Not every encounter, Shulevitz added, was rooted in hostility. Sometimes judges simply didn’t understand Orthodox practice. When she explained she couldn’t appear on a Jewish holiday, judges would suggest she join the hearing by Zoom — forcing her to explain that Orthodox Jews don’t use electrical devices on Shabbat or festivals.
The misunderstanding often slid into a familiar assumption. “They think you’re lazy,” she said. “It’s not laziness. Any Jewish woman knows how much work goes into preparing for Passover.”
Rabbi Michael Broyde, a law professor at Emory University who studies religious accommodation, said that Bovino’s alleged “derogatory remarks” are “sad and reflects, I worry, the antisemitic times we seem to be living in.”
He added that the criticism of Rosen reflected a basic misunderstanding of how law offices operate, calling it “extremely rare” for a lawyer’s religious practices to interfere with their obligations, especially when senior attorneys delegate work and courts routinely grant continuances.
“No one works 24/7,” Broyde said.
The episode echoed a similar Shabbat-related incident during Trump’s first term. In his 2022 memoir, former Trump trade adviser Peter Navarro described how a group sought to undermine Trump son-in-law Jared Kushner’s role in the 2020 campaign by scheduling a key White House meeting with Trump on a Saturday, knowing Kushner — who is Shabbat observant — would not attend. Navarro titled the chapter recounting the episode, “Shabbat Shalom and Sayonara.”
The tension between Jewish observance and public life is not new. Senator Joe Lieberman, the first observant Jew to run on a major-party presidential ticket, famously walked to the Capitol for a Saturday vote and ate fish instead of meat at receptions. His longtime Senate colleague Chris Dodd joked that he became Lieberman’s “Shabbos goy.”
Still, Schoen said, visibility can cut both ways.
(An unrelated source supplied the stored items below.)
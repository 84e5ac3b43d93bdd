//! Common test utilities for integration tests
//!
//! Provides a scripted chat gateway, an in-memory session store and fixture
//! problems shared across the integration test files.

#![allow(dead_code)]

use async_trait::async_trait;
use futures::stream;
use std::collections::VecDeque;
use std::path::PathBuf;
use std::sync::Mutex;

use socratic_tutor::domain::errors::{DomainError, DomainResult};
use socratic_tutor::domain::models::{ExperimentSession, Problem, SessionDocument};
use socratic_tutor::domain::ports::{ChatGateway, ChatRequest, GatewayError, SessionStore, TextStream};

/// One scripted provider outcome
#[derive(Debug, Clone)]
pub enum Scripted {
    /// Whole reply; streamed as a single fragment
    Reply(String),
    /// Reply delivered in these fragments
    Fragments(Vec<String>),
    /// Fragments followed by a mid-stream failure
    BrokenStream(Vec<String>, GatewayError),
    /// Request fails before any output
    Fail(GatewayError),
}

/// Gateway that replays a script and records every request it receives
#[derive(Default)]
pub struct ScriptedGateway {
    script: Mutex<VecDeque<Scripted>>,
    fallback: Option<String>,
    requests: Mutex<Vec<ChatRequest>>,
}

impl ScriptedGateway {
    pub fn new(script: impl IntoIterator<Item = Scripted>) -> Self {
        Self {
            script: Mutex::new(script.into_iter().collect()),
            ..Self::default()
        }
    }

    /// Replies from a list of plain strings
    pub fn replies(replies: &[&str]) -> Self {
        Self::new(replies.iter().map(|r| Scripted::Reply((*r).to_string())))
    }

    /// Answer every request with `reply` once the script runs out
    pub fn always(reply: &str) -> Self {
        Self {
            fallback: Some(reply.to_string()),
            ..Self::default()
        }
    }

    pub fn requests(&self) -> Vec<ChatRequest> {
        self.requests.lock().unwrap().clone()
    }

    pub fn request_count(&self) -> usize {
        self.requests.lock().unwrap().len()
    }

    fn next(&self, request: ChatRequest) -> Scripted {
        self.requests.lock().unwrap().push(request);
        match self.script.lock().unwrap().pop_front() {
            Some(step) => step,
            None => match &self.fallback {
                Some(reply) => Scripted::Reply(reply.clone()),
                None => Scripted::Fail(GatewayError::Unavailable("script exhausted".to_string())),
            },
        }
    }
}

#[async_trait]
impl ChatGateway for ScriptedGateway {
    async fn complete(&self, request: ChatRequest) -> Result<String, GatewayError> {
        match self.next(request) {
            Scripted::Reply(text) => Ok(text),
            Scripted::Fragments(parts) => Ok(parts.concat()),
            Scripted::BrokenStream(_, err) | Scripted::Fail(err) => Err(err),
        }
    }

    async fn stream(&self, request: ChatRequest) -> Result<TextStream, GatewayError> {
        let items: Vec<Result<String, GatewayError>> = match self.next(request) {
            Scripted::Reply(text) => vec![Ok(text)],
            Scripted::Fragments(parts) => parts.into_iter().map(Ok).collect(),
            Scripted::BrokenStream(parts, err) => {
                let mut items: Vec<_> = parts.into_iter().map(Ok).collect();
                items.push(Err(err));
                items
            }
            Scripted::Fail(err) => return Err(err),
        };
        Ok(Box::pin(stream::iter(items)))
    }
}

/// Session store that keeps every saved snapshot in memory
#[derive(Default)]
pub struct MemorySessionStore {
    snapshots: Mutex<Vec<SessionDocument>>,
}

impl MemorySessionStore {
    pub fn save_count(&self) -> usize {
        self.snapshots.lock().unwrap().len()
    }

    pub fn latest(&self) -> Option<SessionDocument> {
        self.snapshots.lock().unwrap().last().cloned()
    }
}

#[async_trait]
impl SessionStore for MemorySessionStore {
    async fn save(&self, session: &ExperimentSession) -> DomainResult<PathBuf> {
        self.snapshots.lock().unwrap().push(session.to_document());
        Ok(PathBuf::from(format!("{}.json", session.session_id)))
    }

    async fn load(&self, session_id: &str) -> DomainResult<SessionDocument> {
        self.snapshots
            .lock()
            .unwrap()
            .iter()
            .rev()
            .find(|doc| doc.session_id == session_id)
            .cloned()
            .ok_or_else(|| DomainError::Storage(format!("no session {session_id}")))
    }
}

/// A small valid problem with the given id
pub fn problem(id: u32) -> Problem {
    Problem {
        id,
        description: format!("Problem {id}: return the sum of a list of integers."),
        buggy_code: "def total(xs):\n    result = 0\n    for x in xs[1:]:\n        result += x\n    return result".to_string(),
        bug_description: "The loop skips the first element.".to_string(),
        expected_fixes: vec!["Iterate over xs instead of xs[1:]".to_string()],
        unit_tests: vec![
            "assert total([1, 2, 3]) == 6".to_string(),
            "assert total([]) == 0".to_string(),
        ],
        example_dialogue: None,
    }
}

/// Problems with ids 1..=n
pub fn problems(n: u32) -> Vec<Problem> {
    (1..=n).map(problem).collect()
}

/// Tagged problem file text
pub fn tagged_problem_text() -> String {
    [
        "<problem>",
        "Write a function `search(x, seq)` that returns the index of x in seq.",
        "</problem>",
        "<bug_code>",
        "1. def search(x, seq):",
        "2.     for i in range(len(seq)):",
        "3.         if x < seq[i]:",
        "4.             return i",
        "5.     return len(seq)",
        "</bug_code>",
        "<bug_desc>",
        "On line 3, the comparison should be <= rather than <.",
        "</bug_desc>",
        "<bug_fixes>",
        "Replace `<` with `<=` on line 3",
        "</bug_fixes>",
        "<unit_tests>",
        "assert search(5, [1, 5, 8]) == 1",
        "assert search(9, [1, 5, 8]) == 3",
        "</unit_tests>",
    ]
    .join("\n")
}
During Trump’s impeachment trial, while speaking on the Senate floor, he reached for a bottle of water and instinctively paused. With one hand holding the bottle, he used the other to cover his head — a makeshift yarmulke — before drinking.
The moment was brief, but it did not go unnoticed. In the days that followed, Schoen said he heard from young Jewish men and businesspeople who told him that seeing the gesture made them feel more comfortable wearing their own yarmulkes at work.
The attention, he said, was unexpected. But for some in the Orthodox community, it became a source of pride.
“I felt honored,” Schoen said.
My guess in all seriousness is that he normally wears a yarmulke and this was reflex. Schoen is modern Orthodox so that would make sense. But I defer to @jacobkornbluh https://t.co/MkKx6W03v2
— Jake Tapper 🦅 (@jaketapper) February 9, 2021
Jacob Kornbluh contributed additional reporting.